After plans for additional testing of the women were cancelled abruptly in 1960, Cobb drove the effort to revive the project. The question of whether women could endure the physical rigors of spaceflight had been debated in popular culture for years, but Cobb’s persistent lobbying inspired the House subcommittee hearings that investigated whether NASA was discriminating on the basis of sex. Two years before sex discrimination became illegal, subcommittee hearings of the House Committee on Science and Astronautics showed how ideas about women’s rights permeated political discourse even before they were enshrined in law.
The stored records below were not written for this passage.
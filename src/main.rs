//! Tenant Broker CLI
//!
//! Signs in once with the device code flow, then lists every tenant the
//! account can see and the subscriptions inside each of them.
//!
//! # Usage
//! ```bash
//! # Default Azure public cloud, table output
//! tenant-broker
//!
//! # JSON report, cache contents after sign-in and after discovery
//! tenant-broker --format json --dump-cache
//!
//! # Give up after five minutes
//! tenant-broker --deadline 300
//! ```

use std::sync::Arc;
use std::time::Duration;

use anyhow::{Context as _, Result};
use clap::{Parser, ValueEnum};
use tracing::{info, warn, Level};
use tracing_subscriber::{EnvFilter, FmtSubscriber};

use tenant_broker::config::{
    BrokerConfig, DEFAULT_AUTHORITY, DEFAULT_AUTHORITY_TEMPLATE, DEFAULT_CLIENT_ID,
    DEFAULT_MANAGEMENT_ENDPOINT, DEFAULT_SCOPE,
};
use tenant_broker::identity::{HttpTokenEndpoint, PublicClientFactory};
use tenant_broker::management::ManagementDirectory;
use tenant_broker::{Context, DiscoveryReport, RealmDiscovery, TokenCacheStore};

// ============================================================
// CLI Definition
// ============================================================

#[derive(Clone, Copy, Debug, ValueEnum)]
enum OutputFormat {
    Text,
    Json,
}

#[derive(Parser, Debug)]
#[command(name = "tenant-broker")]
#[command(about = "Sign in once, discover every tenant and subscription", long_about = None)]
#[command(version)]
struct Cli {
    /// Public client (application) id
    #[arg(long, env = "BROKER_CLIENT_ID", default_value = DEFAULT_CLIENT_ID)]
    client_id: String,

    /// Authority for the interactive sign-in
    #[arg(long, env = "BROKER_AUTHORITY", default_value = DEFAULT_AUTHORITY)]
    authority: String,

    /// Per-tenant authority, `{tenant}` is replaced by the tenant id
    #[arg(long, env = "BROKER_AUTHORITY_TEMPLATE", default_value = DEFAULT_AUTHORITY_TEMPLATE)]
    authority_template: String,

    /// Resource scope to request (repeatable)
    #[arg(
        long = "scope",
        env = "BROKER_SCOPE",
        value_delimiter = ',',
        default_value = DEFAULT_SCOPE
    )]
    scopes: Vec<String>,

    /// Management API base URL
    #[arg(long, env = "BROKER_MANAGEMENT_ENDPOINT", default_value = DEFAULT_MANAGEMENT_ENDPOINT)]
    management_endpoint: String,

    /// Per-request HTTP timeout in seconds
    #[arg(long, default_value = "30", env = "BROKER_HTTP_TIMEOUT")]
    http_timeout: u64,

    /// Abort the whole run after this many seconds
    #[arg(long, env = "BROKER_DEADLINE")]
    deadline: Option<u64>,

    /// Print the token cache after sign-in and after discovery
    #[arg(long)]
    dump_cache: bool,

    /// Report format
    #[arg(long, value_enum, default_value = "text")]
    format: OutputFormat,

    /// Enable verbose logging
    #[arg(short, long)]
    verbose: bool,

    /// Log as JSON lines
    #[arg(long, env = "BROKER_JSON_LOGS")]
    json_logs: bool,
}

impl Cli {
    fn broker_config(&self) -> BrokerConfig {
        BrokerConfig {
            client_id: self.client_id.clone(),
            authority: self.authority.clone(),
            authority_template: self.authority_template.clone(),
            scopes: self.scopes.clone(),
            management_endpoint: self.management_endpoint.clone(),
            http_timeout: Duration::from_secs(self.http_timeout),
            deadline: self.deadline.map(Duration::from_secs),
        }
    }
}

// ============================================================
// Main Entry Point
// ============================================================

#[tokio::main]
async fn main() -> Result<()> {
    let cli = Cli::parse();
    init_logging(&cli)?;

    info!("🚀 Tenant Broker starting...");

    let config = cli
        .broker_config()
        .validate()
        .context("Invalid configuration")?;

    info!(
        client_id = %config.client_id,
        authority = %config.authority,
        scopes = ?config.scopes,
        "Configuration loaded"
    );

    // One cache for every identity client of the run
    let cache = Arc::new(TokenCacheStore::new());
    let endpoint = HttpTokenEndpoint::new(config.http_timeout)
        .context("Failed to create identity HTTP client")?;
    let identities = PublicClientFactory::new(
        config.client_id.clone(),
        cache.clone(),
        Arc::new(endpoint),
    );
    let directory = ManagementDirectory::new(
        config.management_endpoint.clone(),
        config.scopes.clone(),
        config.http_timeout,
    )
    .context("Failed to create management HTTP client")?;

    let discovery = RealmDiscovery::new(
        identities,
        directory,
        config.authority.clone(),
        config.authority_template.clone(),
        config.scopes.clone(),
    );

    // Ctrl-C cancels whatever call is in flight
    let (mut ctx, cancel) = Context::with_cancel();
    if let Some(deadline) = config.deadline {
        ctx = ctx.with_timeout(deadline);
    }
    tokio::spawn(async move {
        if tokio::signal::ctrl_c().await.is_ok() {
            warn!("⚠️  Interrupted, cancelling discovery");
            cancel.cancel();
        }
    });

    let result = discovery
        .run_with(&ctx, |_| {
            if cli.dump_cache {
                eprintln!("Token cache after sign-in:\n{}", cache.dump());
            }
        })
        .await;

    if cli.dump_cache {
        eprintln!("Token cache after discovery:\n{}", cache.dump());
    }

    let report = result.context("Discovery failed")?;

    info!(
        tenants = report.tenants.len(),
        subscriptions = report.subscriptions.len(),
        "✅ Discovery finished"
    );

    match cli.format {
        OutputFormat::Json => println!("{}", serde_json::to_string_pretty(&report)?),
        OutputFormat::Text => print_report(&report),
    }

    Ok(())
}

fn init_logging(cli: &Cli) -> Result<()> {
    // RUST_LOG wins unless --verbose asks for everything
    let filter = if cli.verbose {
        EnvFilter::new(Level::DEBUG.as_str())
    } else {
        EnvFilter::try_from_default_env().unwrap_or_else(|_| EnvFilter::new(Level::INFO.as_str()))
    };
    let builder = FmtSubscriber::builder()
        .with_env_filter(filter)
        .with_target(false)
        .with_writer(std::io::stderr);

    if cli.json_logs {
        tracing::subscriber::set_global_default(builder.json().finish())?;
    } else {
        tracing::subscriber::set_global_default(builder.finish())?;
    }
    Ok(())
}

// ============================================================
// Output
// ============================================================

fn print_report(report: &DiscoveryReport) {
    println!("\nSigned in as {}", report.account.username);

    println!("\n{:<36} {:<30} {:<30}", "TENANT ID", "NAME", "DEFAULT DOMAIN");
    println!("{}", "-".repeat(98));
    for tenant in &report.tenants {
        println!(
            "{:<36} {:<30} {:<30}",
            tenant.tenant_id,
            truncate(tenant.display_name.as_deref().unwrap_or("-"), 30),
            truncate(tenant.default_domain.as_deref().unwrap_or("-"), 30)
        );
    }

    println!(
        "\n{:<36} {:<30} {:<36} {:<10}",
        "SUBSCRIPTION ID", "NAME", "TENANT ID", "STATE"
    );
    println!("{}", "-".repeat(115));
    for subscription in &report.subscriptions {
        println!(
            "{:<36} {:<30} {:<36} {:<10}",
            subscription.subscription_id,
            truncate(subscription.display_name.as_deref().unwrap_or("-"), 30),
            subscription.tenant_id.as_deref().unwrap_or("-"),
            subscription.state.as_deref().unwrap_or("-")
        );
    }
}

fn truncate(s: &str, max: usize) -> String {
    if s.chars().count() > max {
        let head: String = s.chars().take(max - 3).collect();
        format!("{}...", head)
    } else {
        s.to_string()
    }
}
After public testimony by Cobb, Hart, and Cochran, as well as NASA representatives George Low and astronauts John Glenn and Scott Carpenter, the Subcommittee finished the hearings without taking any action.

Cobb and the rest of the group found themselves in the limelight again when Soviet cosmonaut Valentina Tereshkova became the first woman in space in 1963. Clare Booth Luce’s article in Life magazine included photographs of all thirteen Lovelace finalists, making their names public for the first time. When NASA announced in 1998 that Sen. John H. Glenn would fly in space for a second time as a part of a space shuttle mission, women pilots who already knew the story of Cobb’s work promoting Lovelace’s testing started a grassroots campaign to “Send Jerrie into Space.” Although she never got her shot at spaceflight, Cobb’s significance lay, not only in her efforts for the United States to include a woman in spaceflights, but also in her pioneering career in aviation.
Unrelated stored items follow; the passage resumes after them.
//! Tenant Broker
//!
//! Signs a user in once, then walks every tenant the account can see and
//! lists its subscriptions, obtaining each tenant's tokens silently from a
//! token cache shared by all identity clients of the run.
//!
//! # Layout
//! - [`cache`]: in-memory partitioned token cache
//! - [`identity`]: authorities, cached token state and the public client
//! - [`credential`]: silent "bearer token for scopes" adapter
//! - [`paging`] and [`management`]: paginated listings
//! - [`discovery`]: the realm discovery loop

pub mod cache;
pub mod config;
pub mod context;
pub mod credential;
pub mod discovery;
pub mod error;
pub mod identity;
pub mod management;
pub mod paging;

pub use cache::{CacheAccessor, TokenCacheStore};
pub use config::BrokerConfig;
pub use context::{CancelHandle, Context};
pub use credential::{AccessToken, SilentCredential, TokenCredential, TokenRequestOptions};
pub use discovery::{DiscoveryReport, RealmDiscovery};
pub use error::{AuthError, BrokerError, CacheError, EnumerationError};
Cobb’s aviation years were bookends to her quest to be an astronaut.  She first came to Lovelace’s attention as a seasoned barnstormer, ferry, and corporate pilot with speed, distance, and altitude records. From her first airplane ride in an open-cockpit Waco at age 12, Cobb dreamt of and subsequently built a career in aviation, no easy task for a woman of the 1950s. She flew Lend Lease military aircraft around the world and then, in 1959 as a test pilot for Rockwell International, set the Absolute Altitude record of 37,010 feet in its Aero Commander business aircraft.


Jerrie Cobb seated at the controls of an Aero Commander aircraft; circa early 1960s.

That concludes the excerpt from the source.